By default, the genome-wide files are imported. However, you can also query specific subset of these peak files defined by query_granges.

Here, we’ll just construct query for all of chromosome 22 using the helper function get_genome

query_granges <- PeakyFinders::get_genome(genome = "hg19",
                                          keep.chr = 22)
## 
## Attaching package: 'generics'
## The following objects are masked from 'package:base':
## 
##     as.difftime, as.factor, as.ordered, intersect, is.element, setdiff,
##     setequal, union
## 
## Attaching package: 'BiocGenerics'
## The following objects are masked from 'package:stats':
## 
##     IQR, mad, sd, var, xtabs
## The following objects are masked from 'package:base':
## 
##     anyDuplicated, aperm, append, as.data.frame, basename, cbind,
##     colnames, dirname, do.call, duplicated, eval, evalq, Filter, Find,
##     get, grep, grepl, is.unsorted, lapply, Map, mapply, match, mget,
##     order, paste, pmax, pmax.int, pmin, pmin.int, Position, rank,
##     rbind, Reduce, rownames, sapply, saveRDS, table, tapply, unique,
##     unsplit, which.max, which.min
## 
## Attaching package: 'S4Vectors'
## The following object is masked from 'package:utils':
## 
##     findMatches
## The following objects are masked from 'package:base':
## 
##     expand.grid, I, unname
## 
## Attaching package: 'Biostrings'
## The following object is masked from 'package:base':
## 
##     strsplit
grl2 <- tryCatch({
    PeakyFinders::import_peaks(
        ids = "GSM945244",
        searches = construct_searches(keys = c("narrowpeak",
                                               "broadpeak")),
        builds = "hg19",
        query_granges = query_granges,
        query_granges_build = "hg19")
}, error = function(e) {
    message("GEO import skipped: ", conditionMessage(e))
    NULL
})
## Processing id(s).
## 1 unique GEO id(s) identified.
## dat is already a GRanges object.
## Querying 1 id(s) from: GEO
## Processing id: >>> GSM945244 <<<
## Determining available file types.
## Found file link(s) for 2 categories.
## narrowpeak : 
## >>> https://ftp.ncbi.nlm.nih.gov/geo/samples/GSM945nnn/GSM945244/suppl//GSM945244_hg19_wgEncodeUwHistoneA549H3k04me3StdPkRep1.narrowPeak.gz
## >>> https://ftp.ncbi.nlm.nih.gov/geo/samples/GSM945nnn/GSM945244/suppl//GSM945244_hg19_wgEncodeUwHistoneA549H3k04me3StdPkRep2.narrowPeak.gz
## broadpeak : 
## >>> https://ftp.ncbi.nlm.nih.gov/geo/samples/GSM945nnn/GSM945244/suppl//GSM945244_hg19_wgEncodeUwHistoneA549H3k04me3StdHotspotsRep1.broadPeak.gz
## >>> https://ftp.ncbi.nlm.nih.gov/geo/samples/GSM945nnn/GSM945244/suppl//GSM945244_hg19_wgEncodeUwHistoneA549H3k04me3StdHotspotsRep2.broadPeak.gz
## grlist is already in the output_build format. Skipping liftover.
## 
## Importing 2 pre-computed narrowPeak files.

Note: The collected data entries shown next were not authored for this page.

//! Default PPE violation rule.

use serde::{Deserialize, Serialize};

use super::traits::ViolationRule;
use super::types::{Detection, Severity, Verdict};

/// Configuration for the PPE rule.
#[derive(Debug, Clone, Serialize, Deserialize)]
pub struct PpeRuleConfig {
    /// Labels that mark missing protective equipment.
    #[serde(default = "default_violation_labels")]
    pub violation_labels: Vec<String>,

    /// Label counted as a person.
    #[serde(default = "default_person_label")]
    pub person_label: String,

    /// Detections below this confidence are ignored.
    #[serde(default = "default_min_confidence")]
    pub min_confidence: f32,
}

fn default_violation_labels() -> Vec<String> {
    vec!["no_helmet".to_string(), "no_vest".to_string()]
}

fn default_person_label() -> String {
    "person".to_string()
}

fn default_min_confidence() -> f32 {
    0.5
}

impl Default for PpeRuleConfig {
    fn default() -> Self {
        Self {
            violation_labels: default_violation_labels(),
            person_label: default_person_label(),
            min_confidence: default_min_confidence(),
        }
    }
}

/// Flags frames where people are missing required protective equipment.
///
/// Severity scales with the share of people affected: every person uncovered
/// is critical, half or more is high, a quarter or more is medium, anything
/// else is low.
pub struct PpeRule {
    config: PpeRuleConfig,
}

impl PpeRule {
    pub fn new(config: PpeRuleConfig) -> Self {
        Self { config }
    }

    fn severity_for(person_count: usize, violation_count: usize) -> Severity {
        if person_count == 0 {
            // Equipment flagged without a person box; the detector saw
            // something, keep it at medium.
            return Severity::Medium;
        }
        let ratio = violation_count as f32 / person_count as f32;
        if ratio >= 1.0 {
            Severity::Critical
        } else if ratio >= 0.5 {
            Severity::High
        } else if ratio >= 0.25 {
            Severity::Medium
        } else {
            Severity::Low
        }
    }
}

impl Default for PpeRule {
    fn default() -> Self {
        Self::new(PpeRuleConfig::default())
    }
}

impl ViolationRule for PpeRule {
    fn evaluate(&self, detections: &[Detection]) -> Verdict {
        let confident = detections
            .iter()
            .filter(|d| d.confidence >= self.config.min_confidence);

        let mut person_count = 0;
        let mut violation_count = 0;
        for detection in confident {
            if detection.label == self.config.person_label {
                person_count += 1;
            } else if self.config.violation_labels.contains(&detection.label) {
                violation_count += 1;
            }
        }

        if violation_count == 0 {
            return Verdict {
                person_count,
                ..Verdict::clean()
            };
        }

        Verdict {
            has_violation: true,
            severity: Self::severity_for(person_count, violation_count),
            summary: format!(
                "{} of {} people missing protective equipment",
                violation_count.min(person_count.max(violation_count)),
                person_count.max(violation_count)
            ),
            person_count,
            violation_count,
        }
    }
}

##  - https://ftp.ncbi.nlm.nih.gov/geo/samples/GSM945nnn/GSM945244/suppl//GSM945244_hg19_wgEncodeUwHistoneA549H3k04me3StdPkRep1.narrowPeak.gz
##  - https://ftp.ncbi.nlm.nih.gov/geo/samples/GSM945nnn/GSM945244/suppl//GSM945244_hg19_wgEncodeUwHistoneA549H3k04me3StdPkRep2.narrowPeak.gz
## Importing pre-computed broadPeak files.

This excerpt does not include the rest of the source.